Physicians must recognize their need to be astute diagnosticians operating effectively within the richer and more nuanced
bio-psycho-social-spiritual model that now defines the physician-patient relationship.

But these abilities are not "factory-installed equipment" in aspiring clinicians -- they must be learned, nurtured and developed.

This module on Hypothesis Driven History Taking, therefore, seeks to expose students, early in their training, while they are learning
the value of Patient Centered Medicine, to the process of clinical reasoning.

We believe that doing so will not only strengthen and accelerate the students' acquisition of clinical skills, but it will foster these
abilities in a patient-centered framework.


Taking A Patient History.

The medical interview is now seen as an opportunity for a clinician to accomplish three goals:

Clinicians today must be agile in their ability to fulfill their diagnostic responsibilities as they simultenously work to
build an empathetic, caring relationship with their patients.

Centering on the Patient 

Both physician and patient are under pressure from the pace and demands of carrying our their respective responsibilities.

Some clinicians believe that there is not sufficient time to be both "diagnostic" and "empathetic."

A study by Beckman and Frankel showed that physicians, eager to arrive at a clinical diagnosis, would interrupt a patient within
18 seconds of the patient's beginning to speak.
They found that patients rarely continued to express their true concerns once they were interrupted.

They also found that when patients were allowed to express all their concerns at the onset of the interview, no more than 150 seconds were needed.
Beckman HB, Frankel RM, The effect of physician behavior on the collection of data. Ann Intern Med 2001;134:1079-1085

(That's less than four minutes!)


What lesson do we take from this?
Interrupting the patient with cardinal questions before allowing the patient to speak may actually work against a physician's time efficiency.

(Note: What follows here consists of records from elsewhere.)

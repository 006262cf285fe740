//! Properties and the external feed links configured on them.

use serde::{Deserialize, Deserializer, Serialize};

/// Source label used when a stored link doesn't name its platform.
const DEFAULT_FEED_SOURCE: &str = "ical";

/// A rental property as returned by the backend.
///
/// Only the fields the sync cares about are modelled; everything else in the
/// backend record is ignored.
#[derive(Debug, Clone, Serialize, Deserialize)]
#[serde(rename_all = "camelCase")]
pub struct Property {
    #[serde(deserialize_with = "string_or_number")]
    pub id: String,
    #[serde(default)]
    pub name: Option<String>,
    /// Stored by the backend as a JSON-encoded string; some deployments
    /// return the decoded array instead. Read through [`Property::feeds`].
    #[serde(rename = "iCalLinks", default)]
    pub ical_links: Option<serde_json::Value>,
}

/// One external calendar feed for a property.
#[derive(Debug, Clone, PartialEq, Eq, Serialize, Deserialize)]
pub struct FeedLink {
    pub url: String,
    #[serde(default = "default_source")]
    pub source: String,
}

fn default_source() -> String {
    DEFAULT_FEED_SOURCE.to_string()
}

impl Property {
    pub fn new(id: impl Into<String>, name: Option<&str>) -> Self {
        Property {
            id: id.into(),
            name: name.map(str::to_string),
            ical_links: None,
        }
    }

    /// Attach feed links, stored the way the backend stores them.
    pub fn with_feeds(mut self, feeds: &[FeedLink]) -> Self {
        self.ical_links = serde_json::to_string(feeds).ok().map(serde_json::Value::String);
        self
    }

    /// Decode the configured feed links.
    ///
    /// Anything that isn't a JSON array of `{url, source}` objects counts as
    /// "no feeds". Individual entries without a usable url are skipped.
    pub fn feeds(&self) -> Vec<FeedLink> {
        let value = match &self.ical_links {
            Some(serde_json::Value::String(s)) => match serde_json::from_str(s) {
                Ok(v) => v,
                Err(_) => return Vec::new(),
            },
            Some(v) => v.clone(),
            None => return Vec::new(),
        };

        let serde_json::Value::Array(items) = value else {
            return Vec::new();
        };

        items
            .into_iter()
            .filter_map(|item| serde_json::from_value::<FeedLink>(item).ok())
            .filter(|link| !link.url.trim().is_empty())
            .collect()
    }

    /// A property takes part in sync only when it has at least one feed.
    pub fn has_feeds(&self) -> bool {
        !self.feeds().is_empty()
    }

    pub fn display_name(&self) -> &str {
        self.name.as_deref().unwrap_or(&self.id)
    }
}

/// Backend ids show up both as numbers and as strings.
pub(crate) fn string_or_number<'de, D>(deserializer: D) -> Result<String, D::Error>
where
    D: Deserializer<'de>,
{
    #[derive(Deserialize)]
    #[serde(untagged)]
    enum Id {
        Str(String),
        Num(i64),
    }

    Ok(match Id::deserialize(deserializer)? {
        Id::Str(s) => s,
        Id::Num(n) => n.to_string(),
    })
}

/// Same as [`string_or_number`] for nullable id columns.
pub(crate) fn opt_string_or_number<'de, D>(deserializer: D) -> Result<Option<String>, D::Error>
where
    D: Deserializer<'de>,
{
    #[derive(Deserialize)]
    #[serde(untagged)]
    enum Id {
        Str(String),
        Num(i64),
    }

    Ok(Option::<Id>::deserialize(deserializer)?.map(|id| match id {
        Id::Str(s) => s,
        Id::Num(n) => n.to_string(),
    }))
}

#[cfg(test)]
mod tests {
    use super::*;
    use serde_json::json;

    fn property(links: serde_json::Value) -> Property {
        serde_json::from_value(json!({ "id": 7, "name": "Sea View", "iCalLinks": links })).unwrap()
    }

    #[test]
    fn decodes_stringified_array() {
        let p = property(json!(
            r#"[{"url":"https://www.airbnb.com/calendar/ical/1.ics","source":"Airbnb"},{"url":"https://admin.booking.com/x.ics","source":"booking"}]"#
        ));

        assert_eq!(p.id, "7");
        let feeds = p.feeds();
        assert_eq!(feeds.len(), 2);
        assert_eq!(feeds[0].source, "Airbnb");
        assert_eq!(feeds[1].url, "https://admin.booking.com/x.ics");
        assert!(p.has_feeds());
    }

    #[test]
    fn decodes_plain_array() {
        let p = property(json!([{ "url": "https://x/cal.ics" }]));
        assert_eq!(
            p.feeds(),
            vec![FeedLink {
                url: "https://x/cal.ics".into(),
                source: "ical".into()
            }]
        );
    }

    #[test]
    fn malformed_links_mean_no_feeds() {
        assert!(property(json!("not json")).feeds().is_empty());
        assert!(property(json!(r#"{"url":"https://x"}"#)).feeds().is_empty());
        assert!(property(json!(null)).feeds().is_empty());
        assert!(property(json!("[]")).feeds().is_empty());
        assert!(!property(json!("[]")).has_feeds());
    }

    #[test]
    fn entries_without_url_are_skipped() {
        let p = property(json!(r#"[{"source":"Airbnb"},{"url":"","source":"vrbo"},{"url":"https://ok","source":"vrbo"}]"#));
        let feeds = p.feeds();
        assert_eq!(feeds.len(), 1);
        assert_eq!(feeds[0].url, "https://ok");
    }

    #[test]
    fn with_feeds_roundtrips_through_storage_shape() {
        let links = vec![FeedLink {
            url: "https://x/cal.ics".into(),
            source: "booking".into(),
        }];
        let p = Property::new("p1", Some("Loft")).with_feeds(&links);
        assert!(matches!(p.ical_links, Some(serde_json::Value::String(_))));
        assert_eq!(p.feeds(), links);
    }
}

Model Example of Patient Centered Interview

Q: "What brings you in, today?"  Invites the patient to tell their story...


Q: "I see."   Avoids Premature Interruption by Diagnosis-Driven Physician


Q: "Anything else?"  Allows them to continue


Q: "Anything else?" Allows the Patient to express ALL their concerns


Q: "Which of these should we discuss first?"

Sets the agenda, allows the patient to prioritize what's most important.


Q: "Ok, then, tell me more about...." Time invested in allowing patient to speak, prevents wasted time

"Once all concerns have have been expressed, the physician and patient can set an agenda for the current visit and then arrange for subsequent visits to address less pressing issues."

"After the patient has expressed all concerns and an agenda has been set, the physician can explore the most urgent concerns or problems. The physician should allow the patient to tell their story and guide the patient in the process by using open-ended phrases."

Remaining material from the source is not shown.